Accepter et pérenniser cette technique est à la fois une malhonnêteté intellectuelle et une faiblesse sur le plan politique. Les choix politiques de 2011 vont-ils s’inscrire dans la continuité de ceux de 2004, ou bien les politiques feront-ils preuve de lucidité et de courage pour privilégier des orientations solides et médicalement éthiques ? »

Notes

* Fondation pour la recherche sur les maladies génétiques de l’intelligence

POUR

DR NELLY ACHOUR-FRYDMAN, BIOLOGISTE, RESPONSABLE DE L’UNITÉ DE BIOLOGIE DE LA REPRODUCTION À L’HÔPITAL ANTOINE-BÉCLÈRE (CLAMART), QUI A PARTICIPÉ À LA DÉMARCHE

« La sœur aînée d’Umut-Talha, qui a 3 ans, va pouvoir bénéficier d’une greffe de moelle grâce au sang de cordon ombilical de son frère. Si la greffe prend, cette enfant pourra éviter les transfusions mensuelles nécessaires à sa survie. Il s’est avéré, après des recherches, qu’il n’y avait pas de donneur compatible dans son cas, ni dans la famille, ni dans les banques de dons de moelle et de sang de cordon.

Certes, il serait plus simple de disposer de banques de sang de cordon plus nombreuses, mais pour l’heure, celles-ci sont en nombre insuffisant en France…

Beaucoup de fantasmes circulent autour de nos pratiques, les associant à de l’eugénisme, à une véritable industrie d’embryons ! Dans les faits, une FIV a été pratiquée, donnant six embryons. Un DPI (diagnostic préimplantatoire) a été réalisé sur chacun d’eux, associé à un typage HLA (antigènes des leucocytes humains) destiné à vérifier la compatibilité avec la petite fille à soigner. Trois embryons étaient indemnes de la maladie, dont un était compatible et deux non compatibles. Un embryon compatible et un non compatible ont été implantés, à la demande des parents. Le couple désirait un enfant, certes indemne de la maladie, mais sans garantie de compatibilité avec leur fille…

Précisons que le DPI avec HLA est proposé lorsque aucun donneur compatible n’a été identifié. Cette technique est soumise à une législation particulière et à une autorisation de l’Agence de biomédecine.

Avoir un enfant pour en soigner un autre ? Ce n’est pas nouveau. Tous les hématologues conseillent aux parents d’un enfant leucémique de concevoir un autre enfant pour tenter de guérir celui qui est malade par un don de moelle, si par chance il s’avérait compatible.
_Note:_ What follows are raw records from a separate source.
impl PolicyType {
    pub const ALL: [PolicyType; 6] = [
        PolicyType::Life,
        PolicyType::Health,
        PolicyType::Car,
        PolicyType::Home,
        PolicyType::Travel,
        PolicyType::Commercial,
    ];

    pub fn as_str(&self) -> &'static str {
        match self {
            PolicyType::Life => "Life",
            PolicyType::Health => "Health",
            PolicyType::Car => "Car",
            PolicyType::Home => "Home",
            PolicyType::Travel => "Travel",
            PolicyType::Commercial => "Commercial",
        }
    }

    /// Letter in the policy number
    pub fn code(&self) -> char {
        match self {
            PolicyType::Life => 'L',
            PolicyType::Health => 'H',
            PolicyType::Car => 'A',
            PolicyType::Home => 'P',
            PolicyType::Travel => 'T',
            PolicyType::Commercial => 'C',
        }
    }

    /// Life and Health are priced on the applicant's body
    pub fn is_personal_risk(&self) -> bool {
        matches!(self, PolicyType::Life | PolicyType::Health)
    }

    /// Multiple of annual income the coverage may reach
    fn coverage_factor(&self) -> f64 {
        match self {
            PolicyType::Life => 10.0,
            PolicyType::Health => 5.0,
            PolicyType::Car => 0.5,
            PolicyType::Home => 1.0,
            PolicyType::Travel => 0.1,
            PolicyType::Commercial => 2.0,
        }
    }

    fn coverage_limits(&self) -> (u64, u64) {
        match self {
            PolicyType::Life => (100_000, 10_000_000),
            PolicyType::Health => (50_000, 5_000_000),
            PolicyType::Car => (50_000, 2_000_000),
            PolicyType::Home => (200_000, 10_000_000),
            PolicyType::Travel => (10_000, 1_000_000),
            PolicyType::Commercial => (500_000, 50_000_000),
        }
    }

    fn base_premium(&self) -> u64 {
        match self {
            PolicyType::Life => 2_000,
            PolicyType::Health => 1_500,
            PolicyType::Car => 1_000,
            PolicyType::Home => 1_200,
            PolicyType::Travel => 500,
            PolicyType::Commercial => 3_000,
        }
    }

    fn allows_xol(&self) -> bool {
        !matches!(self, PolicyType::Car | PolicyType::Travel)
    }

    /// Coverage above which reinsurance is considered
    pub fn reinsurance_threshold(&self) -> u64 {
        match self {
            PolicyType::Life => 1_000_000,
            PolicyType::Health => 500_000,
            PolicyType::Car => 250_000,
            PolicyType::Home => 750_000,
            PolicyType::Travel => 100_000,
            PolicyType::Commercial => 500_000,
        }
    }

    fn subtypes(&self) -> &'static [(&'static str, f64)] {
        match self {
            PolicyType::Life => &[
                ("Term Life", 0.4),
                ("Whole Life", 0.3),
                ("Universal Life", 0.2),
                ("Funeral Cover", 0.05),
                ("Group Life", 0.05),
            ],
            PolicyType::Health => &[
                ("Comprehensive", 0.5),
                ("Hospital Plan", 0.3),
                ("Primary Care", 0.1),
                ("Gap Cover", 0.05),
                ("Executive Health", 0.05),
            ],
            PolicyType::Car => &[
                ("Comprehensive", 0.6),
                ("Third Party", 0.2),
                ("Third Party Fire & Theft", 0.15),
                ("Fleet", 0.05),
            ],
            PolicyType::Home => &[
                ("Building", 0.4),
                ("Contents", 0.3),
                ("Building & Contents", 0.2),
                ("Landlord", 0.05),
                ("High-Net-Worth", 0.05),
            ],
            PolicyType::Travel => &[
                ("Single Trip", 0.5),
                ("Annual Multi-Trip", 0.3),
                ("Backpacker", 0.1),
                ("Business", 0.05),
                ("Adventure", 0.05),
            ],
            PolicyType::Commercial => &[
                ("Property", 0.4),
                ("Liability", 0.3),
                ("Professional Indemnity", 0.15),
                ("Directors & Officers", 0.1),
                ("Cyber", 0.05),
            ],
        }
    }

    fn deductibles(&self) -> &'static [(u64, f64)] {
        match self {
            PolicyType::Life => &[(0, 0.1), (5_000, 0.2), (10_000, 0.3), (25_000, 0.4)],
            PolicyType::Health => &[(1_000, 0.1), (2_000, 0.2), (5_000, 0.3), (10_000, 0.25), (20_000, 0.15)],
            PolicyType::Car => &[(2_500, 0.1), (5_000, 0.2), (7_500, 0.3), (10_000, 0.25), (15_000, 0.15)],
            PolicyType::Home => &[(5_000, 0.1), (10_000, 0.2), (15_000, 0.3), (25_000, 0.25), (50_000, 0.15)],
            PolicyType::Travel => &[(500, 0.1), (1_000, 0.2), (2_000, 0.3), (5_000, 0.4)],
            PolicyType::Commercial => &[
                (10_000, 0.1),
                (25_000, 0.2),
                (50_000, 0.3),
                (100_000, 0.25),
                (250_000, 0.15),
            ],
        }
    }
}

// ============================================================================
// REINSURANCE
// ============================================================================

#[derive(Debug, Clone, Copy, PartialEq, Eq, Serialize, Deserialize)]
pub enum ReinsuranceType {
    Proportional,
    #[serde(rename = "XOL")]
    Xol,
}

impl ReinsuranceType {
    pub fn as_str(&self) -> &'static str {
        match self {
            ReinsuranceType::Proportional => "Proportional",
            ReinsuranceType::Xol => "XOL",
        }
    }
}

/// Subtypes large enough to favour excess-of-loss cover
const XOL_SUBTYPES: [&str; 9] = [
    "Group Life",
    "Executive Health",
    "Fleet",
    "High-Net-Worth",
    "Property",
    "Liability",
    "Professional Indemnity",
    "Directors & Officers",
    "Cyber",
];

/// Treaties placed with a named reinsurer for every qualifying policy
const SPECIFIC_TREATIES: [(PolicyType, &str, ReinsuranceType, &str); 6] = [
    (PolicyType::Home, "Landlord", ReinsuranceType::Proportional, "Sanlam Re"),
    (PolicyType::Life, "Group Life", ReinsuranceType::Xol, "Swiss Re Africa"),
    (PolicyType::Health, "Executive Health", ReinsuranceType::Xol, "RGA Re Africa"),
    (PolicyType::Car, "Fleet", ReinsuranceType::Proportional, "Hollard Re"),
    (PolicyType::Commercial, "Cyber", ReinsuranceType::Xol, "Munich Re"),
    (PolicyType::Commercial, "Property", ReinsuranceType::Proportional, "Africa Re"),
];

const REINSURERS: [&str; 30] = [
    "Munich Re", "Swiss Re", "Hannover Re", "SCOR", "Lloyd's of London",
    "Berkshire Hathaway Re", "Everest Re", "PartnerRe", "AXIS Re", "RenaissanceRe",
    "Transatlantic Re", "Arch Re", "Aspen Re", "Validus Re", "XL Catlin Re",
    "Africa Re", "Munich Re Africa", "Swiss Re Africa", "Santam Re", "Guardrisk Re",
    "Hollard Re", "Old Mutual Re", "Gen Re Africa", "RGA Re Africa", "Absa Re",
    "Discovery Re", "Liberty Re", "Momentum Re", "Sanlam Re", "OUTsurance Re",
];

#[derive(Debug, Clone, PartialEq, Default)]
pub struct Reinsurance {
    pub kind: Option<ReinsuranceType>,
    pub company: Option<String>,
    /// Reinsurer's fraction of every claim, proportional treaties only
    pub share: Option<f64>,
    /// Insurer keeps losses up to this amount, XOL treaties only
    pub retention: Option<u64>,
}

/// Reinsurance placement for a policy. Only coverage above 80% of the
/// type's threshold is considered.
pub fn place_reinsurance(rng: &mut Sampler, policy_type: PolicyType, subtype: &str, coverage: u64) -> Reinsurance {
    let threshold = policy_type.reinsurance_threshold() as f64;
    let treaty = SPECIFIC_TREATIES
        .iter()
        .find(|(t, s, _, _)| *t == policy_type && *s == subtype);

    let ratio = coverage as f64 / threshold;
    if ratio <= 0.8 {
        return Reinsurance::default();
    }
    let rate = if treaty.is_some() { 1.0 } else { (0.3 + ratio * 0.7).min(0.95) };
    if rng.beta(2.0, 2.0) >= rate {
        return Reinsurance::default();
    }

    let (kind, company) = match treaty {
        Some((_, _, kind, company)) => (*kind, company.to_string()),
        None => {
            let xol = if XOL_SUBTYPES.contains(&subtype) && policy_type.allows_xol() {
                rng.beta(4.0, 1.5) > 0.3
            } else {
                rng.beta(2.0, 4.0) > 0.6 && policy_type.allows_xol()
            };
            let kind = if xol { ReinsuranceType::Xol } else { ReinsuranceType::Proportional };
            (kind, rng.pick(&REINSURERS).to_string())
        }
    };

    match kind {
        ReinsuranceType::Xol => Reinsurance {
            kind: Some(kind),
            company: Some(company),
            share: None,
            retention: Some(rng.normal(threshold * 0.85, threshold * 0.1).max(0.0) as u64),
        },
        ReinsuranceType::Proportional => Reinsurance {
            kind: Some(kind),
            company: Some(company),
            share: Some(round_to((0.4 + 0.5 * rng.beta(2.0, 1.5)).min(0.9), 2)),
            retention: None,
        },
    }
}

// ============================================================================
// ROW
// ============================================================================

#[derive(Debug, Clone, Copy, PartialEq, Eq, Serialize, Deserialize)]
pub enum PaymentFrequency {
    Monthly,
    Quarterly,
    #[serde(rename = "Semi-Annually")]
    SemiAnnually,
    Annually,
    #[serde(rename = "Single Premium")]
    SinglePremium,
}

impl PaymentFrequency {
    pub fn draw(rng: &mut Sampler) -> Self {
        *rng.weighted(&[
            (PaymentFrequency::Monthly, 0.55),
            (PaymentFrequency::Quarterly, 0.20),
            (PaymentFrequency::SemiAnnually, 0.05),
            (PaymentFrequency::Annually, 0.15),
            (PaymentFrequency::SinglePremium, 0.05),
        ])
    }
}

#[derive(Debug, Clone, PartialEq, Serialize, Deserialize)]
pub struct Policy {
    pub policy_number: String,
    pub applicant_id: String,
    pub policy_type: PolicyType,
    pub policy_subtype: String,
    pub coverage_amount: u64,
    pub premium_amount: u64,
    pub deductible_amount: u64,
    pub has_xol: bool,
    pub is_reinsured: bool,
    pub reinsurance_company: Option<String>,
    pub reinsurance_share: Option<f64>,
    pub xol_retention_amount: Option<u64>,
    pub reinsurance_type: Option<ReinsuranceType>,
    pub risk_factor: f64,
    pub effective_date: NaiveDate,
    pub expiration_date: NaiveDate,
    pub renewal_notice_date: NaiveDate,
    pub payment_frequency: PaymentFrequency,
    pub discount_percentage: f64,
    pub agent_name: String,
    pub channel: String,
}

impl Policy {
    /// Largest amount a single claim can settle for
    pub fn claimable(&self) -> u64 {
        self.coverage_amount.saturating_sub(self.deductible_amount)
    }
}

// ============================================================================
// PRICING
// ============================================================================

/// Multiplicative loading ≥ 1.0 for personal-risk cover, 1.0 otherwise
pub fn risk_factor(rng: &mut Sampler, applicant: &Applicant, policy_type: PolicyType) -> f64 {
    if !policy_type.is_personal_risk() {
        return 1.0;
    }
    let mut factor = 1.0;

    let age_over = applicant.age.saturating_sub(25) as f64;
    factor *= (1.0 + rng.normal(0.0, 0.015) * age_over).max(1.0);
    if applicant.is_smoker {
        factor *= 1.0 + rng.beta(2.0, 3.0) * 1.5;
    }
    if applicant.long_term_medication {
        factor *= 1.0 + rng.gamma(1.5, 0.3);
    }
    if applicant.alcohol_use == AlcoholUse::High {
        factor *= 1.0 + rng.exponential(0.25);
    }
    if applicant.has_high_risk_job() {
        factor *= (1.0 + rng.normal(0.4, 0.2)).max(1.0);
    }
    round_to(factor.max(1.0), 2)
}

// ============================================================================
// AGENTS
// ============================================================================

const CHANNELS: [&str; 5] = ["Online", "Walk-in", "Phone", "Broker", "Corporate"];
const ONLINE_AGENT: &str = "Online Agent";
const ONLINE_ONLY: &[&str] = &[ONLINE_AGENT];

const AGENTS_BY_PROVINCE: &[(&str, &[&str])] = &[
    ("Gauteng", &["Thabo Mokoena", "Sarah Nkosi", "David Pretorius", "Emma Botha", "Lerato Sithole", "Pieter van Zyl", "Grace Mabaso"]),
    ("Western Cape", &["Michael de Vries", "Aisha Patel", "James Bothma", "Nadine Cloete", "Sipho Ndlovu"]),
    ("KwaZulu-Natal", &["Zanele Dlamini", "Richard Naidoo", "Kathy Govender", "Sibusiso Mkhize", "Claire Pillay"]),
    ("Eastern Cape", &["Nomvula Ngece", "Andrew Smith", "Lungile Mbatha", "Tanya Adams", "Bongani Xaba"]),
    ("Free State", &["Rethabile Moloi", "Jacques du Plessis", "Nthabiseng Tshabalala", "Willem Steyn"]),
    ("Mpumalanga", &["Siphiwe Ngwenya", "Annelize Kruger", "Themba Mahlangu", "Vicky Nkuna"]),
    ("Limpopo", &["Mpho Makgoba", "Rendani Netshifhefhe", "Tshepo Malatji", "Lindiwe Phalane"]),
    ("North West", &["Kagiso Modise", "Amelia Fourie", "Tumelo Moagi", "Boitumelo Seema"]),
    ("Northern Cape", &["Karabo van Niekerk", "Hendrik Coetzee", "Fatima Abrahams", "John Kgoele"]),
];

// ============================================================================
// GENERATOR
// ============================================================================

pub struct PolicyGenerator {
    rng: Sampler,
    counter: usize,
    all_agents: Vec<&'static str>,
}
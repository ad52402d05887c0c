// 🎫 Bookings - seats sold on every scheduled flight
//
// Price = base fare × class × holiday × urgency × season × demand × noise,
// floored at R100. A booking is always made before its flight departs.

use crate::airline::customers::AirlineCustomer;
use crate::airline::fleet::Aircraft;
use crate::airline::routes::{load_network, Route};
use crate::airline::schedules::FlightSchedule;
use crate::airline::{check_year, BASE_YEAR};
use crate::config::{GeneratorConfig, SeedPolicy};
use crate::error::GenError;
use crate::pipeline::RunOutcome;
use crate::random::{round_to, Sampler};
use crate::table::{read_or_empty, read_table, write_table, DataLayout, Domain};
use anyhow::Result;
use chrono::{Datelike, Duration, NaiveDate, NaiveDateTime, NaiveTime};
use serde::{Deserialize, Serialize};
use std::collections::{HashMap, HashSet};

pub const GENERATOR: &str = "airline/bookings";
pub const SEED: SeedPolicy = SeedPolicy::Entropy;

pub const MIN_TICKET_PRICE: f64 = 100.0;
const DEFAULT_CAPACITY: u32 = 100;
const RETURN_TRIP_RATE: f64 = 0.15;
const AVG_PARTY_SIZE: f64 = 1.5;
const ON_HOLD_DAYS: i64 = 365;

// ============================================================================
// ENUMS
// ============================================================================

#[derive(Debug, Clone, Copy, PartialEq, Eq, Hash, Serialize, Deserialize)]
#[serde(rename_all = "kebab-case")]
pub enum BookingStatus {
    CheckedIn,
    OnHold,
    Rescheduled,
    Cancelled,
    NoShow,
    Confirmed,
}

impl BookingStatus {
    pub fn as_str(&self) -> &'static str {
        match self {
            BookingStatus::CheckedIn => "checked-in",
            BookingStatus::OnHold => "on-hold",
            BookingStatus::Rescheduled => "rescheduled",
            BookingStatus::Cancelled => "cancelled",
            BookingStatus::NoShow => "no-show",
            BookingStatus::Confirmed => "confirmed",
        }
    }

    pub fn draw(rng: &mut Sampler) -> BookingStatus {
        *rng.weighted(&[
            (BookingStatus::CheckedIn, 0.65),
            (BookingStatus::OnHold, 0.05),
            (BookingStatus::Rescheduled, 0.03),
            (BookingStatus::Cancelled, 0.02),
            (BookingStatus::NoShow, 0.05),
            (BookingStatus::Confirmed, 0.20),
        ])
    }
}

#[derive(Debug, Clone, Copy, PartialEq, Eq, Serialize, Deserialize)]
pub enum BookingClass {
    Economy,
    Business,
    First,
}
Certains prévoient des dégâts psychologiques chez cet enfant. Mais de toute façon, quand un enfant est malade, la fratrie en souffre. Rappelons tout de même le contexte : il y a déjà deux enfants gravement malades dans la famille. »

POUR

PR PHILIPPE JEAMMET, PSYCHIATRE, PSYCHANALYSTE, CHEF DU SERVICE DE PSYCHIATRIE DES ADOLESCENTS ET DES JEUNES ADULTES À L’INSTITUT MUTUALISTE MONTSOURIS (PARIS)

« Cette démarche fait partie de ces apports de la modernité qui sont intéressants. Un enfant conçu dans ces circonstances, pourquoi pas ? C’est une chance pour lui ; il peut rendre service à sa fratrie. La gratitude à son égard peut l’aider.

Il est difficile de se prononcer de manière absolue sur le devenir de cet enfant ; il n’y a pas de déterminisme… Cette expérience vaudra par la façon dont on va s’en servir, par la manière dont la famille et l’entourage vont la vivre et en parler. S’il y a crispation, si la mort et la maladie sont omniprésentes autour de cet enfant, les conséquences seront douloureuses. Il faut aider la famille à en parler, à verbaliser, et, pour cela, prévoir un accompagnement par des professionnels. En particulier si la greffe ne marche pas : il faudra dédramatiser… Au moins, on aura essayé de guérir sa sœur.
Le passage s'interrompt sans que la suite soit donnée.